The 3D models are so accurate, they will even provide information for parts of the structure that had started crumbling away after 856 years of rain, snow and pollution.
The decay is so serious, a major renovation project was already underway - which Tuesday's fire may have actually helped.
"It'll actually be quicker and more effective building from scratch, rather than trying to take the odd stone away and replace it with a fresh piece," Burry says.
This is good news, but he says complications will arise and delays will be caused by a fierce cultural debate over what the 'new' Notre Dame should look like.
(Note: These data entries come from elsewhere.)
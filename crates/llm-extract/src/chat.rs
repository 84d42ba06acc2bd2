//! Conversation messages and tool calls.
//!
//! A [`ChatMessage`] pairs a [`ChatRole`] with a list of
//! [`ContentBlock`]s. Most messages carry a single text block, so the
//! role-named constructors ([`ChatMessage::system`],
//! [`ChatMessage::user`], ...) cover the common case:
//!
//! ```rust
//! use llm_extract::chat::{ChatMessage, ChatRole};
//!
//! let msg = ChatMessage::user("What is the capital of France?");
//! assert_eq!(msg.role, ChatRole::User);
//! assert_eq!(msg.text(), Some("What is the capital of France?"));
//! ```

use serde::{Deserialize, Serialize};
use serde_json::Value;

/// Who authored a message.
#[derive(Debug, Clone, Copy, PartialEq, Eq, Hash, Serialize, Deserialize)]
#[serde(rename_all = "lowercase")]
#[non_exhaustive]
pub enum ChatRole {
    /// Instructions that frame the whole exchange.
    System,
    /// The human (or application) side of the conversation.
    User,
    /// The model.
    Assistant,
    /// The output of a tool invocation, fed back to the model.
    Tool,
}

/// A single piece of message content.
#[derive(Debug, Clone, PartialEq, Serialize, Deserialize)]
#[non_exhaustive]
pub enum ContentBlock {
    /// Plain text.
    Text(String),
    /// A request from the model to invoke a tool.
    ToolCall(ToolCall),
    /// The result of a tool invocation.
    ToolResult(ToolResult),
}

/// A model's request to invoke a named tool with JSON arguments.
#[derive(Debug, Clone, PartialEq, Serialize, Deserialize)]
pub struct ToolCall {
    /// Provider-assigned call identifier.
    pub id: String,
    /// Name of the tool to invoke.
    pub name: String,
    /// Parsed JSON arguments.
    pub arguments: Value,
}

/// The outcome of a tool invocation, addressed to a [`ToolCall::id`].
#[derive(Debug, Clone, PartialEq, Eq, Serialize, Deserialize)]
pub struct ToolResult {
    /// The [`ToolCall::id`] this result answers.
    pub tool_call_id: String,
    /// Tool output, usually text or serialized JSON.
    pub content: String,
    /// Whether the tool failed.
    pub is_error: bool,
}

/// One message in a conversation.
#[derive(Debug, Clone, PartialEq, Serialize, Deserialize)]
pub struct ChatMessage {
    /// The author of this message.
    pub role: ChatRole,
    /// Content blocks, in order.
    pub content: Vec<ContentBlock>,
}

impl ChatMessage {
    fn text_with_role(role: ChatRole, text: impl Into<String>) -> Self {
        Self {
            role,
            content: vec![ContentBlock::Text(text.into())],
        }
    }

    /// A system message with a single text block.
    pub fn system(text: impl Into<String>) -> Self {
        Self::text_with_role(ChatRole::System, text)
    }

    /// A user message with a single text block.
    pub fn user(text: impl Into<String>) -> Self {
        Self::text_with_role(ChatRole::User, text)
    }

    /// An assistant message with a single text block.
    pub fn assistant(text: impl Into<String>) -> Self {
        Self::text_with_role(ChatRole::Assistant, text)
    }

    /// A tool-role message carrying the result for `tool_call_id`.
    pub fn tool_result(tool_call_id: impl Into<String>, content: impl Into<String>) -> Self {
        Self {
            role: ChatRole::Tool,
            content: vec![ContentBlock::ToolResult(ToolResult {
                tool_call_id: tool_call_id.into(),
                content: content.into(),
                is_error: false,
            })],
        }
    }

    /// Returns the first text block, if any.
    pub fn text(&self) -> Option<&str> {
        self.content.iter().find_map(|b| match b {
            ContentBlock::Text(t) => Some(t.as_str()),
            _ => None,
        })
    }

    /// Returns every tool call in this message.
    pub fn tool_calls(&self) -> Vec<&ToolCall> {
        self.content
            .iter()
            .filter_map(|b| match b {
                ContentBlock::ToolCall(call) => Some(call),
                _ => None,
            })
            .collect()
    }
}

/// Why the model stopped generating.
#[derive(Debug, Clone, Copy, PartialEq, Eq, Serialize, Deserialize)]
#[non_exhaustive]
pub enum StopReason {
    /// The model finished its turn.
    EndTurn,
    /// The model stopped to call one or more tools.
    ToolUse,
    /// The output hit the token limit.
    MaxTokens,
}
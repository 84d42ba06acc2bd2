//! What an extraction asks for, and what it runs against.

use std::fmt;
use std::sync::Arc;
use std::time::Duration;

use serde::{Deserialize, Serialize};
use serde_json::Value;
use tokio_util::sync::CancellationToken;

use crate::chat::ChatMessage;
use crate::provider::DynProvider;
use crate::readable::ContextSource;
use crate::schema::Parameter;

/// Which parts of the application context go into the prompt.
#[derive(Debug, Clone, Copy, Default, PartialEq, Eq)]
pub struct IncludeOptions {
    /// Render the readable context into the system message.
    pub readable: bool,
    /// Append the conversation history after the instruction messages.
    pub messages: bool,
}

/// The kind of request, forwarded to the provider as metadata.
#[derive(Debug, Clone, Copy, Default, PartialEq, Eq, Hash, Serialize, Deserialize)]
#[non_exhaustive]
pub enum RequestType {
    /// A conversational turn.
    Chat,
    /// A one-shot task. Extractions default to this.
    #[default]
    Task,
    /// Inline text completion.
    TextareaCompletion,
    /// Popover text editing.
    TextareaPopover,
    /// Follow-up suggestions.
    Suggestion,
}

impl RequestType {
    /// The wire name placed in request metadata.
    pub fn as_str(self) -> &'static str {
        match self {
            Self::Chat => "Chat",
            Self::Task => "Task",
            Self::TextareaCompletion => "TextareaCompletion",
            Self::TextareaPopover => "TextareaPopover",
            Self::Suggestion => "Suggestion",
        }
    }
}

/// Sampling and transport settings passed through to the provider.
///
/// Tool selection is not configurable: every extraction pins the
/// `extract` function.
#[derive(Debug, Clone, Default, PartialEq)]
pub struct ForwardedParams {
    /// Sampling temperature.
    pub temperature: Option<f32>,
    /// Upper bound on generated tokens.
    pub max_tokens: Option<u32>,
    /// Per-request timeout.
    pub timeout: Option<Duration>,
    /// Extra HTTP headers.
    pub extra_headers: Option<http::HeaderMap>,
}

/// One extraction: instructions, the parameters wanted back, and options.
///
/// ```rust
/// use llm_extract::{ExtractRequest, IncludeOptions, Parameter};
///
/// let request = ExtractRequest {
///     data: Some(serde_json::json!({"ticket": 4512})),
///     include: IncludeOptions { readable: true, messages: false },
///     ..ExtractRequest::new("Extract the city", vec![Parameter::string("city")])
/// };
/// assert!(!request.cancel.is_cancelled());
/// ```
#[derive(Debug, Clone, Default)]
pub struct ExtractRequest {
    /// What the model should do. Also used as the function description.
    pub instructions: String,
    /// The values the model must produce, in order.
    pub parameters: Vec<Parameter>,
    /// Extra context placed ahead of the readable context. A JSON string
    /// is used verbatim; any other value is serialized.
    pub data: Option<Value>,
    /// Which application context to include.
    pub include: IncludeOptions,
    /// Cancels the extraction when fired.
    pub cancel: CancellationToken,
    /// Request kind forwarded as metadata.
    pub request_type: RequestType,
    /// Sampling and transport settings.
    pub forwarded: ForwardedParams,
}

impl ExtractRequest {
    /// A request with default options.
    pub fn new(instructions: impl Into<String>, parameters: Vec<Parameter>) -> Self {
        Self {
            instructions: instructions.into(),
            parameters,
            ..Self::default()
        }
    }
}

/// Supplies the conversation so far.
pub trait HistorySource: Send + Sync {
    /// A snapshot of the conversation, oldest first.
    fn messages(&self) -> Vec<ChatMessage>;
}

impl HistorySource for Vec<ChatMessage> {
    fn messages(&self) -> Vec<ChatMessage> {
        self.clone()
    }
}

/// Everything an extraction runs against.
///
/// Cheap to clone; every field is shared.
#[derive(Clone)]
pub struct ExtractionContext {
    /// The backend requests go to.
    pub provider: Arc<dyn DynProvider>,
    /// Readable context, rendered when [`IncludeOptions::readable`] is set.
    pub readable: Option<Arc<dyn ContextSource>>,
    /// Conversation history, appended when [`IncludeOptions::messages`] is set.
    pub history: Option<Arc<dyn HistorySource>>,
}

impl ExtractionContext {
    /// A context with only a provider.
    pub fn new(provider: Arc<dyn DynProvider>) -> Self {
        Self {
            provider,
            readable: None,
            history: None,
        }
    }

    /// Attaches a readable context source.
    #[must_use]
    pub fn with_readable(mut self, readable: Arc<dyn ContextSource>) -> Self {
        self.readable = Some(readable);
        self
    }

    /// Attaches a history source.
    #[must_use]
    pub fn with_history(mut self, history: Arc<dyn HistorySource>) -> Self {
        self.history = Some(history);
        self
    }
}

impl fmt::Debug for ExtractionContext {
    fn fmt(&self, f: &mut fmt::Formatter<'_>) -> fmt::Result {
        f.debug_struct("ExtractionContext")
            .field("provider", &self.provider.metadata())
            .field("readable", &self.readable.is_some())
            .field("history", &self.history.is_some())
            .finish()
    }
}
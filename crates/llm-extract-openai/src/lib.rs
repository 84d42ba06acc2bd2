//! `OpenAI` provider for `llm-extract`.
//!
//! This crate implements [`Provider`](llm_extract::Provider) for the
//! `OpenAI` Chat Completions API in streaming mode, which is all an
//! extraction needs: forced function calls, their argument deltas, and
//! token usage.
//!
//! # Quick start
//!
//! ```rust,no_run
//! use std::sync::Arc;
//! use llm_extract::{ExtractRequest, ExtractionContext, Parameter, StreamingExtractor};
//! use llm_extract_openai::{OpenAiConfig, OpenAiProvider};
//!
//! # async fn example() -> Result<(), Box<dyn std::error::Error>> {
//! let provider = OpenAiProvider::new(OpenAiConfig {
//!     api_key: std::env::var("OPENAI_API_KEY")?,
//!     model: "gpt-4o-mini".into(),
//!     ..Default::default()
//! });
//!
//! let extractor = StreamingExtractor::new(ExtractionContext::new(Arc::new(provider)));
//! let request = ExtractRequest {
//!     data: Some("The parcel goes to 1 Infinite Loop, Cupertino".into()),
//!     ..ExtractRequest::new("Extract the delivery city", vec![Parameter::string("city")])
//! };
//!
//! let args = extractor.extract(&request).await?;
//! println!("{}", args["city"]);
//! # Ok(())
//! # }
//! ```

#![warn(missing_docs)]

mod config;
mod convert;
mod provider;
mod stream;
mod types;

pub use config::OpenAiConfig;
pub use provider::OpenAiProvider;
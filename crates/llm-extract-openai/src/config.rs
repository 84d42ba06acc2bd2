//! Connection settings for [`OpenAiProvider`](crate::OpenAiProvider).

use std::fmt;
use std::time::Duration;

use llm_extract::LlmError;

const DEFAULT_MODEL: &str = "gpt-4o";
const DEFAULT_BASE_URL: &str = "https://api.openai.com/v1";

const ENV_API_KEY: &str = "OPENAI_API_KEY";
const ENV_MODEL: &str = "OPENAI_MODEL";
const ENV_BASE_URL: &str = "OPENAI_BASE_URL";
const ENV_ORG: &str = "OPENAI_ORG_ID";

/// Where and how to reach a Chat Completions endpoint.
///
/// Fill in what differs from [`Default`]:
///
/// ```rust
/// use llm_extract_openai::OpenAiConfig;
///
/// let config = OpenAiConfig {
///     api_key: "sk-...".into(),
///     base_url: "http://localhost:11434/v1".into(),
///     ..Default::default()
/// };
/// assert_eq!(config.model, "gpt-4o");
/// ```
///
/// `Debug` output never contains the key.
#[derive(Clone)]
pub struct OpenAiConfig {
    /// Bearer token sent with every request.
    pub api_key: String,
    /// Model id, `"gpt-4o"` unless set.
    pub model: String,
    /// API root; `/chat/completions` is appended.
    pub base_url: String,
    /// Sent as `OpenAI-Organization` when set.
    pub organization: Option<String>,
    /// Timeout for requests whose
    /// [`ChatParams::timeout`](llm_extract::ChatParams::timeout) is unset.
    pub timeout: Option<Duration>,
    /// Client to share a connection pool with. `timeout` is not applied
    /// to a client supplied here.
    pub client: Option<reqwest::Client>,
}

impl OpenAiConfig {
    /// Settings from `OPENAI_API_KEY` (required), `OPENAI_MODEL`,
    /// `OPENAI_BASE_URL` and `OPENAI_ORG_ID`. Blank values count as unset.
    ///
    /// # Errors
    ///
    /// [`LlmError::Auth`] when no API key is available.
    pub fn from_env() -> Result<Self, LlmError> {
        Self::from_lookup(|name| std::env::var(name).ok())
    }

    fn from_lookup(lookup: impl Fn(&str) -> Option<String>) -> Result<Self, LlmError> {
        let var = |name: &str| lookup(name).filter(|value| !value.trim().is_empty());
        let Some(api_key) = var(ENV_API_KEY) else {
            return Err(LlmError::Auth(format!("{ENV_API_KEY} is not set")));
        };

        let mut config = Self {
            api_key,
            organization: var(ENV_ORG),
            ..Self::default()
        };
        if let Some(model) = var(ENV_MODEL) {
            config.model = model;
        }
        if let Some(base_url) = var(ENV_BASE_URL) {
            config.base_url = base_url;
        }
        Ok(config)
    }
}

impl Default for OpenAiConfig {
    fn default() -> Self {
        Self {
            api_key: String::new(),
            model: DEFAULT_MODEL.to_owned(),
            base_url: DEFAULT_BASE_URL.to_owned(),
            organization: None,
            timeout: None,
            client: None,
        }
    }
}

impl fmt::Debug for OpenAiConfig {
    fn fmt(&self, f: &mut fmt::Formatter<'_>) -> fmt::Result {
        let key = if self.api_key.is_empty() { "<unset>" } else { "<redacted>" };
        f.debug_struct("OpenAiConfig")
            .field("api_key", &key)
            .field("model", &self.model)
            .field("base_url", &self.base_url)
            .field("organization", &self.organization)
            .field("timeout", &self.timeout)
            .field("shared_client", &self.client.is_some())
            .finish()
    }
}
"I suspect the popular view is to try to get it to look as close to it was before the fire, but the trouble is it will look like it was built yesterday and not 850 years ago."
He says embracing new architecture can be just as powerful as replicating the old.
"The spire, which was the first part that collapsed, was built in the 19th Century by Eugène Viollet-le-Duc. It had already collapsed from an earlier edition, and as far as I know, he didn't repeat what had already been there."
It's proof a new design can actually become something iconic in its own right.